(Information provided)

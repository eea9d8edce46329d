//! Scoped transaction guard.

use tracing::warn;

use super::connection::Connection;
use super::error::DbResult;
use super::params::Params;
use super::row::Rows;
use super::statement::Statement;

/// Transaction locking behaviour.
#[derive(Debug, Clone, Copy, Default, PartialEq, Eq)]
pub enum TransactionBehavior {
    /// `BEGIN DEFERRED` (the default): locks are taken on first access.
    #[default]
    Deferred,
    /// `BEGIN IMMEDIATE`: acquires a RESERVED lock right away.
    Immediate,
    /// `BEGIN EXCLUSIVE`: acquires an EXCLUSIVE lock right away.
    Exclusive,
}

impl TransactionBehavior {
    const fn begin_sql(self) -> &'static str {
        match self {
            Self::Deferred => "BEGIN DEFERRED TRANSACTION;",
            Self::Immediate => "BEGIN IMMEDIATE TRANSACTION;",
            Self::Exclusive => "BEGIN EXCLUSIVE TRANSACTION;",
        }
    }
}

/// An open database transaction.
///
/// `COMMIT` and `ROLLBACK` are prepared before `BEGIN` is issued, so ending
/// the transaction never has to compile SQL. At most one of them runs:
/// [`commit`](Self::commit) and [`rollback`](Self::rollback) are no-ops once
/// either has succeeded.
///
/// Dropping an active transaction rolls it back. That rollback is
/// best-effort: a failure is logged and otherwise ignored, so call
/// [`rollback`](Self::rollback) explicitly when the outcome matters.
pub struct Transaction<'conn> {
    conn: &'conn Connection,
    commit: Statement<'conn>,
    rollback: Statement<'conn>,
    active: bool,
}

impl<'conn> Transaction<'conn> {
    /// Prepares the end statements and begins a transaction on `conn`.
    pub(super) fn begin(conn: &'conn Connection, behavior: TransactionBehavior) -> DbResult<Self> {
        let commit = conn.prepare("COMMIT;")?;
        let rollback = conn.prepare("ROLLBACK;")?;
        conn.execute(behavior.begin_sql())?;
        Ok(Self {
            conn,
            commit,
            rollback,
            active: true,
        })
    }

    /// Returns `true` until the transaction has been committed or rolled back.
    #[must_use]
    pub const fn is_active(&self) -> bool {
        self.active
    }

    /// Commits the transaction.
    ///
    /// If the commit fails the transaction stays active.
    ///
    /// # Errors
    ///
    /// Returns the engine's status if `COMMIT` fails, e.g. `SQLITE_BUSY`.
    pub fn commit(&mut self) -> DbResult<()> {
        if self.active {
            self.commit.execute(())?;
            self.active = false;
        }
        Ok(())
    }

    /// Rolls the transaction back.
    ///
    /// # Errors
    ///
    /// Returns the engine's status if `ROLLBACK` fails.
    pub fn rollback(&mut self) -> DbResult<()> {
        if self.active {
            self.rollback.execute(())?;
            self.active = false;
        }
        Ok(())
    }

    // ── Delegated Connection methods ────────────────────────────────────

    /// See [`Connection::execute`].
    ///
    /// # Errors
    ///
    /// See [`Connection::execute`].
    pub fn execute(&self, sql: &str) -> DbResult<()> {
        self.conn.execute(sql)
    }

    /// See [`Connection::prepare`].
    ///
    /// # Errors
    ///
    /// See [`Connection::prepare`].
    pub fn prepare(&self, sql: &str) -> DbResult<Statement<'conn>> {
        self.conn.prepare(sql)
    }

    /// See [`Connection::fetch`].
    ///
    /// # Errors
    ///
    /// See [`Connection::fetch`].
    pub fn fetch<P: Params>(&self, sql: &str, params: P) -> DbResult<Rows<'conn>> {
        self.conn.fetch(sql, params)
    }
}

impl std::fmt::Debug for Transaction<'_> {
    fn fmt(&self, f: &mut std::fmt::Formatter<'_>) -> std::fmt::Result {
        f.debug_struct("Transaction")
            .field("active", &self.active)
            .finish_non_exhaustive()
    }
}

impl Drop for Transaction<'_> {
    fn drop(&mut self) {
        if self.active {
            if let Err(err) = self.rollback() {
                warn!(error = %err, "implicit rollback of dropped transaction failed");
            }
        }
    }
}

(End Information provided)
(Information provided)

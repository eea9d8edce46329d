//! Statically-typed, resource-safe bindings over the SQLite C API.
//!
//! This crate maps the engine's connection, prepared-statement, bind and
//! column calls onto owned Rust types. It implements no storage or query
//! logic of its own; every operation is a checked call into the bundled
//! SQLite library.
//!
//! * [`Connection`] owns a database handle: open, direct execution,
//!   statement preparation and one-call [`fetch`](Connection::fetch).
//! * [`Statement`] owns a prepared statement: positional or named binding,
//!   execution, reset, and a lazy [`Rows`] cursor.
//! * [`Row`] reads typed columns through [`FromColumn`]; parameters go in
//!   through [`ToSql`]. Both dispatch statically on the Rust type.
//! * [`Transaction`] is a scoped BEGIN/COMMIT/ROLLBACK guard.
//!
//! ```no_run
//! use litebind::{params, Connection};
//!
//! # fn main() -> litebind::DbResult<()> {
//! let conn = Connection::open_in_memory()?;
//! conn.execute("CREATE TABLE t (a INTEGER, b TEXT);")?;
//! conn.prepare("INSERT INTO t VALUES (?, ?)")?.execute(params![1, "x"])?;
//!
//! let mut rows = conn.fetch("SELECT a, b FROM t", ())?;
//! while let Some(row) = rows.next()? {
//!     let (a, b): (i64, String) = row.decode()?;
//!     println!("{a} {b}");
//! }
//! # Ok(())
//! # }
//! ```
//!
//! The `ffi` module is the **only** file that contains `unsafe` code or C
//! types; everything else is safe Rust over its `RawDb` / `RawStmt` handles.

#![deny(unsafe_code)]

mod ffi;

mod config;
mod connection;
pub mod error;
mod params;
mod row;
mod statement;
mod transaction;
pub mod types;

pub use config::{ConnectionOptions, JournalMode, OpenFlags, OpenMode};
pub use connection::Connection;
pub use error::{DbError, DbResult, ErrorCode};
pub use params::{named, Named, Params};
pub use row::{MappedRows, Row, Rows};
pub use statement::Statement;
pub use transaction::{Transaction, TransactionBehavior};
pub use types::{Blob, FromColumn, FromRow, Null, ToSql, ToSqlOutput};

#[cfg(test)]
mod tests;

(End Information provided)

#### How to complete this task
Filter the records for the word "Returns" and show every line that has it.

#### Solution below
    /// Returns `true` until the transaction has been committed or rolled back.
    /// Returns the engine's status if `COMMIT` fails, e.g. `SQLITE_BUSY`.
    /// Returns the engine's status if `ROLLBACK` fails.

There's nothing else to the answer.